== Data in this exercise ==

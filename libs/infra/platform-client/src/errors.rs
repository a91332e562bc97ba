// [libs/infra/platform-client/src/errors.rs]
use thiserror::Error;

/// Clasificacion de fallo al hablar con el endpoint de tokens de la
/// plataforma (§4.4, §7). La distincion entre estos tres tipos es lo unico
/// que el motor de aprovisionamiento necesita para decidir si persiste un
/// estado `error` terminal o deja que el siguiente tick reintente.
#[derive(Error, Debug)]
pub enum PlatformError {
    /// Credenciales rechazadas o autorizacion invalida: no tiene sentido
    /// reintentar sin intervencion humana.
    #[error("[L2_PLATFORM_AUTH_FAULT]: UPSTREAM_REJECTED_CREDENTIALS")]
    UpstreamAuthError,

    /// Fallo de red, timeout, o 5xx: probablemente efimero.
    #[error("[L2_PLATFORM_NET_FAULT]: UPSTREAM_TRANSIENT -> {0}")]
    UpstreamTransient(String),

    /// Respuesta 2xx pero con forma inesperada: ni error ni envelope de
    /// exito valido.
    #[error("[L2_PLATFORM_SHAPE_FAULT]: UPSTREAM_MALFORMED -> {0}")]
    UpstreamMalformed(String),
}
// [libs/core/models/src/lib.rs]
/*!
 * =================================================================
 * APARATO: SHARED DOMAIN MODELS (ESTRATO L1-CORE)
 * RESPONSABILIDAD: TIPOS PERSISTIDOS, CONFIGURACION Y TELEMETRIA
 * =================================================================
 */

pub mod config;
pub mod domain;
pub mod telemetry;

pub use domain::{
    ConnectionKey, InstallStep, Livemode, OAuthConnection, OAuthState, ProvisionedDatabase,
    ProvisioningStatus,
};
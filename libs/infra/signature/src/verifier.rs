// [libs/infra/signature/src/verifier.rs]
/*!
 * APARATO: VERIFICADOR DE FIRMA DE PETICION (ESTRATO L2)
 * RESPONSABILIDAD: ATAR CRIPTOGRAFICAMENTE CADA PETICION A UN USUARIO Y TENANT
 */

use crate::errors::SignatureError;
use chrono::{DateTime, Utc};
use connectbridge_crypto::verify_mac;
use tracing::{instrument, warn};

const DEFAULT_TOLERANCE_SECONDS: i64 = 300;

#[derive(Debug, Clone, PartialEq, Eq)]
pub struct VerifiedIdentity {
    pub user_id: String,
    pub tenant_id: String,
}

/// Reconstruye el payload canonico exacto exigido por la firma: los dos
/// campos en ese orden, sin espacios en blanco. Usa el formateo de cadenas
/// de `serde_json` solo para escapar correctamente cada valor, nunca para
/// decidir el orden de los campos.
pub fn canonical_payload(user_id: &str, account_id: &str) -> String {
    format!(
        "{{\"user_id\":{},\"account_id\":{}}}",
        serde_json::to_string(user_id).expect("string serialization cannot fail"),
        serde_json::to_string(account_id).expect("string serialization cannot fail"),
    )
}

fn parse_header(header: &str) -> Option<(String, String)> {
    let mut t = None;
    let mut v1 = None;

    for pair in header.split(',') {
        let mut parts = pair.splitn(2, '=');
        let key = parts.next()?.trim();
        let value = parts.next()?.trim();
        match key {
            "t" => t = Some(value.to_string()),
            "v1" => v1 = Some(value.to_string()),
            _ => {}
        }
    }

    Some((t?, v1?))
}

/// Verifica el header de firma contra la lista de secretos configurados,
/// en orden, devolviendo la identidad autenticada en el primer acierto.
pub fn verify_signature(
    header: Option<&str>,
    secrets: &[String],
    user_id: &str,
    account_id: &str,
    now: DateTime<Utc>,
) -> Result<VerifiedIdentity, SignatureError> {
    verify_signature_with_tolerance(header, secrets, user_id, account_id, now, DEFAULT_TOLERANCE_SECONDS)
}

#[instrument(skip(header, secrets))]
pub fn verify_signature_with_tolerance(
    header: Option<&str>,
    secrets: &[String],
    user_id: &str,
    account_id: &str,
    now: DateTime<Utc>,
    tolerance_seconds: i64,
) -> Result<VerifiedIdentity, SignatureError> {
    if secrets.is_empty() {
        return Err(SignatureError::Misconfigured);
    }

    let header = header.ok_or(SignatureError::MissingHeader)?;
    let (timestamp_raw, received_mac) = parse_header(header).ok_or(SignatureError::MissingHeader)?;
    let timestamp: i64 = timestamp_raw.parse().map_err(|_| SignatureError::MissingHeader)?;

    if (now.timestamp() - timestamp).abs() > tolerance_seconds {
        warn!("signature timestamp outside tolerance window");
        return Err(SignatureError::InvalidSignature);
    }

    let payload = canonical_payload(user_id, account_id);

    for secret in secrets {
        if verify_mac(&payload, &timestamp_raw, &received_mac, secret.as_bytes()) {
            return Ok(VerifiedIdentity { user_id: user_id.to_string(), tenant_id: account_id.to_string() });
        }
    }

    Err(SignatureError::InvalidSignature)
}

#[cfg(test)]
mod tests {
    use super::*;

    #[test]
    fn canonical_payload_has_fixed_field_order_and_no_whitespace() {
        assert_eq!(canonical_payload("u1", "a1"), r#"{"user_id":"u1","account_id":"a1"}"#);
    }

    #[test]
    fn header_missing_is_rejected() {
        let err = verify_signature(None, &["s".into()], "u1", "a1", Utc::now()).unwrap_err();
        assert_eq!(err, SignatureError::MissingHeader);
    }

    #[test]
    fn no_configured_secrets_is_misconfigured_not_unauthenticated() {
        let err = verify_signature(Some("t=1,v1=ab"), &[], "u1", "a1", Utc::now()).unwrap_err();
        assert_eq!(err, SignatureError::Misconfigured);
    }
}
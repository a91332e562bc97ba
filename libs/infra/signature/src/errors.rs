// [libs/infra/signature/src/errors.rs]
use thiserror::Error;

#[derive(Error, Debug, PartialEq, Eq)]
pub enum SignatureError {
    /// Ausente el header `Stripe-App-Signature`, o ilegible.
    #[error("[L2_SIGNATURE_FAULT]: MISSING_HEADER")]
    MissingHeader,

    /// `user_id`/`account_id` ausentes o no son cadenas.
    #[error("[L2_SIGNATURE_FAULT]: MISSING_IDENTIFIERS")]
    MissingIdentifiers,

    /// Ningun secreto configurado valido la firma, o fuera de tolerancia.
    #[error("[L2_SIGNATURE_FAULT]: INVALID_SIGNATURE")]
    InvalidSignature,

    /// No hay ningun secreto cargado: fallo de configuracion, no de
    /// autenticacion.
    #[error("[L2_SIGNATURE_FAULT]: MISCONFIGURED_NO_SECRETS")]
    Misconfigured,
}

===
== Data in this exercise ==

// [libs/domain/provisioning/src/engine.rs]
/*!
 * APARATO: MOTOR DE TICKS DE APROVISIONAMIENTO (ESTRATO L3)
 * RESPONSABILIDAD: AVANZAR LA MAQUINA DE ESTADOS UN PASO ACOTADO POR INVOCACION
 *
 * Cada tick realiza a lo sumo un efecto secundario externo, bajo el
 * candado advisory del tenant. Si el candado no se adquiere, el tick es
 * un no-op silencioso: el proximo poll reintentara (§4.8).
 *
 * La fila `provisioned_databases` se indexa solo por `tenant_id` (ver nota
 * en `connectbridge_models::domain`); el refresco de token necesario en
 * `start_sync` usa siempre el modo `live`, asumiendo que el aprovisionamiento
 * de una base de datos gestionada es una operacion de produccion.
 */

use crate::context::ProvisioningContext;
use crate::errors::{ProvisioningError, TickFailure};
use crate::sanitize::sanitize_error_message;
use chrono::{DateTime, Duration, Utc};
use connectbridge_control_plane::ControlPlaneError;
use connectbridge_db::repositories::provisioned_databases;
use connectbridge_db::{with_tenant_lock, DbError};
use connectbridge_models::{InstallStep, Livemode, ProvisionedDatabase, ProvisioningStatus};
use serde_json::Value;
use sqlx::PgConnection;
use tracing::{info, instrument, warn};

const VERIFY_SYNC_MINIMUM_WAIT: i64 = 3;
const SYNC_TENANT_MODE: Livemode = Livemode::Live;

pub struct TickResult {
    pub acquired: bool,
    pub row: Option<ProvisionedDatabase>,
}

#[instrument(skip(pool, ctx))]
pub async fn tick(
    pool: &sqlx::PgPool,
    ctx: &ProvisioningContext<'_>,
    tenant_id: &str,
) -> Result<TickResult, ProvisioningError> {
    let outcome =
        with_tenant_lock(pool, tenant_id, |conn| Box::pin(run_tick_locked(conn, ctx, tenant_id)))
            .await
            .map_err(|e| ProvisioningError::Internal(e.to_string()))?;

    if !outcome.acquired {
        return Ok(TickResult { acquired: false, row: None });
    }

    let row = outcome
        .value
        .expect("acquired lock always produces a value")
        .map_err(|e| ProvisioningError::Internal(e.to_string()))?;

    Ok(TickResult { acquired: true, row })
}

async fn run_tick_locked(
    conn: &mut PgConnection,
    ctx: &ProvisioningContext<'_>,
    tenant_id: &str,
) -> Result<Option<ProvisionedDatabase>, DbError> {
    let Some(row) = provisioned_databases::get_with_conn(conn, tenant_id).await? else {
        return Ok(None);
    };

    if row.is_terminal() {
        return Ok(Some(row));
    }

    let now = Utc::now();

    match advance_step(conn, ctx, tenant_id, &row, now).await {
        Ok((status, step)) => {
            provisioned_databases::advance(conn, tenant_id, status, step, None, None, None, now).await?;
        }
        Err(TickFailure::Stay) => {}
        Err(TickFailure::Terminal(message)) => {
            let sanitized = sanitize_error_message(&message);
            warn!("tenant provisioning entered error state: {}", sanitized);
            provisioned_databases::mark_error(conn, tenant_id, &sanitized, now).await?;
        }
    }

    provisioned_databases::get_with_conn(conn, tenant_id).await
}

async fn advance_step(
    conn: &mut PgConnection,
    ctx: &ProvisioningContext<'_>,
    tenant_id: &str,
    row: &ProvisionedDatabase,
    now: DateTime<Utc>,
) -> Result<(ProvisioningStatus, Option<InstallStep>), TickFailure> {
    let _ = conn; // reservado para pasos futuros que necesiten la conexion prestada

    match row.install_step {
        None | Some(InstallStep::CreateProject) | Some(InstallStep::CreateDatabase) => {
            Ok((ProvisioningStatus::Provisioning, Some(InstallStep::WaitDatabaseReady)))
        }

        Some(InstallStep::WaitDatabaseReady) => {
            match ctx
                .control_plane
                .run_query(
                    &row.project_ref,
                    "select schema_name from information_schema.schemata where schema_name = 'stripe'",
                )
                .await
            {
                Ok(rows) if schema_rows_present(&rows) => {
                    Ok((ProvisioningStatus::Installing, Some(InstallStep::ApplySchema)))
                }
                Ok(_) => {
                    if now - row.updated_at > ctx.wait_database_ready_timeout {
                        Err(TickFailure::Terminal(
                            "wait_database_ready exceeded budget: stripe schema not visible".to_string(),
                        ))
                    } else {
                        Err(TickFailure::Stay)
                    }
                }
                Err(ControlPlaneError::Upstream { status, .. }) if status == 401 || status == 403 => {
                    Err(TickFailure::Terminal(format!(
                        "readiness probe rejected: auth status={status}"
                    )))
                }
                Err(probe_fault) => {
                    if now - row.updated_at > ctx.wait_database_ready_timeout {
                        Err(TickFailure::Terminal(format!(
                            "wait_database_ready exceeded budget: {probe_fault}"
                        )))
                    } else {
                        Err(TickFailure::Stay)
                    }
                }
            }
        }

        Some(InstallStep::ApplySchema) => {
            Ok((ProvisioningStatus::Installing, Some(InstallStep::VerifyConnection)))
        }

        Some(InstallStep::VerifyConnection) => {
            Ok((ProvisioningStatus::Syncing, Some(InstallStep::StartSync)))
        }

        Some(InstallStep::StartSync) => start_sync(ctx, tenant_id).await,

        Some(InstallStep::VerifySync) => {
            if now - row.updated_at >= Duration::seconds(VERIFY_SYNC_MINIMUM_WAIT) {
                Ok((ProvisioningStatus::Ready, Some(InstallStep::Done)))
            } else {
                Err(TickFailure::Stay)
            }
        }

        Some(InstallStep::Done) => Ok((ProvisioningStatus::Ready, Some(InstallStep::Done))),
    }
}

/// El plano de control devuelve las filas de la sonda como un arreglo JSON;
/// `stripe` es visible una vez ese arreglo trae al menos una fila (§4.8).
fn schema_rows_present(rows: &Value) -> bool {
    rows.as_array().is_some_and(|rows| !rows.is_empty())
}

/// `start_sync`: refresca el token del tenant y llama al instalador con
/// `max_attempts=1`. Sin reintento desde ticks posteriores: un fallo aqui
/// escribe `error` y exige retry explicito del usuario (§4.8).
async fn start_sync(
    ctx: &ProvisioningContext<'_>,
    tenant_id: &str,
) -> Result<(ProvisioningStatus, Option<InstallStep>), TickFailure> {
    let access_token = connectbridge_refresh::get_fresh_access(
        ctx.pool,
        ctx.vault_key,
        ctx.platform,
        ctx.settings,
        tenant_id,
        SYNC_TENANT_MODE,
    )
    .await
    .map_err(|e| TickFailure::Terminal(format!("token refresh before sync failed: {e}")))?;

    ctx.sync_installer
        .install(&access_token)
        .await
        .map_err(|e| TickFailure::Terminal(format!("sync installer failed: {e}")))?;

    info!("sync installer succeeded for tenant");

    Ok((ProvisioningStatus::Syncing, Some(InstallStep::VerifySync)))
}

===

> What you are asked to do
Return exactly the lines above from the line that has "APROVISIONAMIENTO (ESTRATO L3)" through the line that has "externo, bajo el", inclusive, and nothing else.

> Written response
 * APARATO: MOTOR DE TICKS DE APROVISIONAMIENTO (ESTRATO L3)
 * RESPONSABILIDAD: AVANZAR LA MAQUINA DE ESTADOS UN PASO ACOTADO POR INVOCACION
 *
 * Cada tick realiza a lo sumo un efecto secundario externo, bajo el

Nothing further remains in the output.